Thermal power station
- Primary fuel: Coal
- Secondary fuel: Natural gas
- Cogeneration?: Yes
- Thermal capacity: 1,000 MWt

Power generation
- Nameplate capacity: 352 MW

External links
- Commons: Related media on Commons

= Dürnrohr Power Station =

Power station in Austria

The Dürnrohr power station is a thermal power station in Lower Austria.

The power station was built as a replacement for the Zwentendorf Nuclear Power Station, a plant that was finished but due to a 1978 referendum never started up. The Dürnrohr plant was built in its proximity in order to use the already established power lines and other infrastructure. It consists of two blocks: the first with output of 405 MW operated by VERBUND Austrian Thermal Power AG and the second with output 352 MW operated by the Energie-Versorgung Niederösterreich AG. The plant was finished in 1987.

The plant was powered by black coal imported from the Czech Republic and Poland but today it burns any type of coal and can also use natural gas.

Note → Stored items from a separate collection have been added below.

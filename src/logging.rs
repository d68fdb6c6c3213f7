use tracing_subscriber::EnvFilter;

/// Install the global tracing subscriber.
///
/// `RUST_LOG` wins when set; otherwise the level is `warn`, or `debug`
/// with `verbose`. Output goes to stderr so stdout stays machine-readable.
pub fn init_tracing(verbose: bool) {
    let default_level = if verbose { "debug" } else { "warn" };
    let filter =
        EnvFilter::try_from_default_env().unwrap_or_else(|_| EnvFilter::new(default_level));

    tracing_subscriber::fmt()
        .with_env_filter(filter)
        .with_writer(std::io::stderr)
        .with_target(true)
        .with_level(true)
        .with_timer(tracing_subscriber::fmt::time::UtcTime::rfc_3339())
        .init();
}
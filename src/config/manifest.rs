use std::fs;
use std::path::{Path, PathBuf};

use serde::{Deserialize, Serialize};

use crate::config::error::ConfigError;

/// Declares which keys a process expects and which of them are optional.
///
/// ```toml
/// keys = ["DATABASE_URL", "PORT"]
/// ignore = ["PORT"]
/// ```
#[derive(Debug, Clone, Default, PartialEq, Eq, Serialize, Deserialize)]
pub struct Manifest {
    /// Known keys, each seeded with an empty value.
    #[serde(default)]
    pub keys: Vec<String>,
    /// Keys exempt from completeness checks.
    #[serde(default)]
    pub ignore: Vec<String>,
}

impl Manifest {
    /// Returns the path to the default manifest.
    ///
    /// Uses `~/.config/runtime-config/keys.toml` on Unix/macOS,
    /// or equivalent on other platforms via `dirs::config_dir()`.
    /// Falls back to current directory if config_dir is unavailable.
    pub fn default_path() -> PathBuf {
        let config_dir = dirs::config_dir().unwrap_or_else(|| PathBuf::from("."));
        config_dir.join("runtime-config").join("keys.toml")
    }

    /// Parse a manifest from TOML text.
    ///
    /// `path` is only used for error reporting.
    pub fn parse(content: &str, path: &Path) -> Result<Self, ConfigError> {
        let manifest: Manifest = toml::from_str(content).map_err(|e| ConfigError::ParseError {
            path: path.to_path_buf(),
            source: e,
        })?;
        manifest.validate()?;
        Ok(manifest)
    }

    /// Loads and validates a manifest from `path`.
    pub fn load_from(path: &Path) -> Result<Self, ConfigError> {
        let content = fs::read_to_string(path).map_err(|e| ConfigError::ReadError {
            path: path.to_path_buf(),
            source: e,
        })?;
        let manifest = Self::parse(&content, path)?;

        tracing::debug!(
            path = %path.display(),
            keys = manifest.keys.len(),
            ignored = manifest.ignore.len(),
            "Loaded manifest"
        );
        Ok(manifest)
    }

    /// Checks that no key name is empty.
    pub fn validate(&self) -> Result<(), ConfigError> {
        if self.keys.iter().chain(&self.ignore).any(|k| k.is_empty()) {
            return Err(ConfigError::ValidationError {
                message: "Key names must not be empty".to_string(),
            });
        }
        Ok(())
    }

    /// Append keys and ignores from another source (e.g. the command line).
    pub fn extend(
        &mut self,
        keys: impl IntoIterator<Item = String>,
        ignore: impl IntoIterator<Item = String>,
    ) {
        self.keys.extend(keys);
        self.ignore.extend(ignore);
    }
}

#[cfg(test)]
mod tests {
    use super::*;

    #[test]
    fn test_ignore_is_optional() {
        let manifest = Manifest::parse(r#"keys = ["HOST"]"#, Path::new("m.toml")).unwrap();
        assert_eq!(manifest.keys, vec!["HOST".to_string()]);
        assert!(manifest.ignore.is_empty());
    }

    #[test]
    fn test_empty_key_rejected() {
        let result = Manifest::parse(r#"keys = ["HOST", ""]"#, Path::new("m.toml"));
        assert!(matches!(result, Err(ConfigError::ValidationError { .. })));
    }

    #[test]
    fn test_bad_toml_is_parse_error() {
        let result = Manifest::parse("keys = [", Path::new("m.toml"));
        assert!(matches!(result, Err(ConfigError::ParseError { .. })));
    }

    #[test]
    fn test_default_path_ends_with_expected() {
        assert!(Manifest::default_path().ends_with("runtime-config/keys.toml"));
    }
}
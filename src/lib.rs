pub mod config;
pub mod logging;

pub use config::{ConfigError, ConfigStore};
//! Notices emitted when the ignored-key set changes.

use std::fmt;

use parking_lot::Mutex;

/// Outcome of adding or removing one ignored key.
#[derive(Debug, Clone, PartialEq, Eq)]
pub enum IgnoreNotice {
    /// The key was newly added.
    Added(String),
    /// The key was already ignored; nothing changed.
    AlreadyPresent(String),
    /// The key was removed.
    Removed(String),
    /// The key was not ignored; nothing changed.
    NotFound(String),
}

impl IgnoreNotice {
    /// The key this notice is about.
    pub fn key(&self) -> &str {
        match self {
            IgnoreNotice::Added(key)
            | IgnoreNotice::AlreadyPresent(key)
            | IgnoreNotice::Removed(key)
            | IgnoreNotice::NotFound(key) => key,
        }
    }

    /// Whether the ignored set actually changed.
    pub fn changed(&self) -> bool {
        matches!(self, IgnoreNotice::Added(_) | IgnoreNotice::Removed(_))
    }
}

impl fmt::Display for IgnoreNotice {
    fn fmt(&self, f: &mut fmt::Formatter<'_>) -> fmt::Result {
        match self {
            IgnoreNotice::Added(key) => write!(f, "Key '{}' added to ignored keys.", key),
            IgnoreNotice::AlreadyPresent(key) => {
                write!(f, "Key '{}' is already in ignored keys.", key)
            }
            IgnoreNotice::Removed(key) => write!(f, "Key '{}' removed from ignored keys.", key),
            IgnoreNotice::NotFound(key) => write!(f, "Key '{}' is not in ignored keys.", key),
        }
    }
}

/// Destination for [`IgnoreNotice`]s.
///
/// Called after the store lock has been released, so implementations may
/// read from or write to the store.
pub trait NoticeSink: Send + Sync {
    fn notify(&self, notice: &IgnoreNotice);
}

/// Default sink: forwards notices to `tracing`.
#[derive(Debug, Clone, Copy, Default)]
pub struct TracingSink;

impl NoticeSink for TracingSink {
    fn notify(&self, notice: &IgnoreNotice) {
        tracing::info!(key = %notice.key(), changed = notice.changed(), "{}", notice);
    }
}

/// Sink that keeps every notice in memory.
#[derive(Debug, Default)]
pub struct RecordingSink {
    notices: Mutex<Vec<IgnoreNotice>>,
}

impl RecordingSink {
    pub fn new() -> Self {
        Self::default()
    }

    /// Drain and return everything recorded so far.
    pub fn take(&self) -> Vec<IgnoreNotice> {
        std::mem::take(&mut *self.notices.lock())
    }

    /// Copy of everything recorded so far.
    pub fn notices(&self) -> Vec<IgnoreNotice> {
        self.notices.lock().clone()
    }
}

impl NoticeSink for RecordingSink {
    fn notify(&self, notice: &IgnoreNotice) {
        self.notices.lock().push(notice.clone());
    }
}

In 2004, a heating plant (largest such in Austria, at the time) using the dissipated waste heat was opened.

In 2009, the district heating pipeline from the power station to Sankt Pölten was erected from EVN Wärme. It is the longest district heating pipeline in Austria, with a length of 31 km.

The power station is one of the biggest emitters of CO_{2} in Austria.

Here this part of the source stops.